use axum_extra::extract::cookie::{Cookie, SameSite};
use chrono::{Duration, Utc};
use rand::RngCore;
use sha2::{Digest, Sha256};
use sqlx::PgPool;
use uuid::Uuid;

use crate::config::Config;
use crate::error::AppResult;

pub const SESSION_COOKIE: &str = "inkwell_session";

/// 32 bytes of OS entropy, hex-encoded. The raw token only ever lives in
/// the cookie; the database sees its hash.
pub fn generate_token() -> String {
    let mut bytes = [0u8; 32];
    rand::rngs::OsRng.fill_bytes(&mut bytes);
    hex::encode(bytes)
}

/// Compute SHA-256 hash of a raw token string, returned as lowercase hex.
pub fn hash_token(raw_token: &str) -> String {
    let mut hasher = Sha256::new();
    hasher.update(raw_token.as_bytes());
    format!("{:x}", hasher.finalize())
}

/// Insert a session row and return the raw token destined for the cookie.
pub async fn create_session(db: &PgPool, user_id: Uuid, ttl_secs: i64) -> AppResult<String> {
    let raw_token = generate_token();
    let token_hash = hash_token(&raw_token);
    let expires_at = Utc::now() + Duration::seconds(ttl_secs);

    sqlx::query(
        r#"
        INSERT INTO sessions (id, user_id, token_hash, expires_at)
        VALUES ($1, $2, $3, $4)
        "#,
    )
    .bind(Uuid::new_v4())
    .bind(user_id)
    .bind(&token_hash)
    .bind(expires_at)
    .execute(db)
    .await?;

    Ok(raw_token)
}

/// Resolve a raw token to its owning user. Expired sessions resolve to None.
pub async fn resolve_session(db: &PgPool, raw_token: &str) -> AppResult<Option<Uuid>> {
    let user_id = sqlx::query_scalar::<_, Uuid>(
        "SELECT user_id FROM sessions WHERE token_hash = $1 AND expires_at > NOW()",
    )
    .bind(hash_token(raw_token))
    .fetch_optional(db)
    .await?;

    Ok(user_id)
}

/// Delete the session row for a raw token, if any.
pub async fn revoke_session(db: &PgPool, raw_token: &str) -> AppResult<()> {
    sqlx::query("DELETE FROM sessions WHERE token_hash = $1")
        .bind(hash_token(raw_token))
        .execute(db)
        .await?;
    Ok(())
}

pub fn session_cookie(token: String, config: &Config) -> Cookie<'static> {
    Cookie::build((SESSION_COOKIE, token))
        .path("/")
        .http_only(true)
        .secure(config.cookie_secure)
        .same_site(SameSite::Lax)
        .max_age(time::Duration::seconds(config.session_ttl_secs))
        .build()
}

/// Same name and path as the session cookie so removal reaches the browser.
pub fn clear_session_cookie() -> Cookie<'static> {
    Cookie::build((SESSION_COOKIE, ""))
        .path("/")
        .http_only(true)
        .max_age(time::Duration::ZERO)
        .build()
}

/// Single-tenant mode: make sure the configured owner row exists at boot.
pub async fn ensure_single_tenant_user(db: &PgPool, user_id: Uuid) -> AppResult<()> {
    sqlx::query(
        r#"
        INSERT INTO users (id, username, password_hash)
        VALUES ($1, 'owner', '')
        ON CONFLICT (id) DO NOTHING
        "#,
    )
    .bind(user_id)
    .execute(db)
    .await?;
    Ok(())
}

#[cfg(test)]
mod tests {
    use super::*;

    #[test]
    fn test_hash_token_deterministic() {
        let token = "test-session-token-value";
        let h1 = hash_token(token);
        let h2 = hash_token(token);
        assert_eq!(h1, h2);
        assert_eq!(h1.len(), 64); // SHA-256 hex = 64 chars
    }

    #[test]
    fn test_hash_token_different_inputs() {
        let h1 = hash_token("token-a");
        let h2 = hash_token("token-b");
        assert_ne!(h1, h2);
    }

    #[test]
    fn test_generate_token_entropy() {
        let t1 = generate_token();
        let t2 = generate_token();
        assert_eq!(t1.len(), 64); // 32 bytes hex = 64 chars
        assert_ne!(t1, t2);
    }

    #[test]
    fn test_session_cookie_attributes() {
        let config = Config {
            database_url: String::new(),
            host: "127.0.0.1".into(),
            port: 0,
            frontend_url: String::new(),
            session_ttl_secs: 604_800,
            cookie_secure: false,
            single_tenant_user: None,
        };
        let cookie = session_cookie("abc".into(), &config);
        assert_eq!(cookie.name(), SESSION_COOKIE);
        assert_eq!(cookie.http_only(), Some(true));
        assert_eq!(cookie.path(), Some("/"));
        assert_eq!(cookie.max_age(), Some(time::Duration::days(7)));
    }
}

■ **WHAT TO WORK ON**
Show the lines of the entries that include the string "SameSite", copying each in full.

■ **RESULT OF THE TASK**
use axum_extra::extract::cookie::{Cookie, SameSite};
        .same_site(SameSite::Lax)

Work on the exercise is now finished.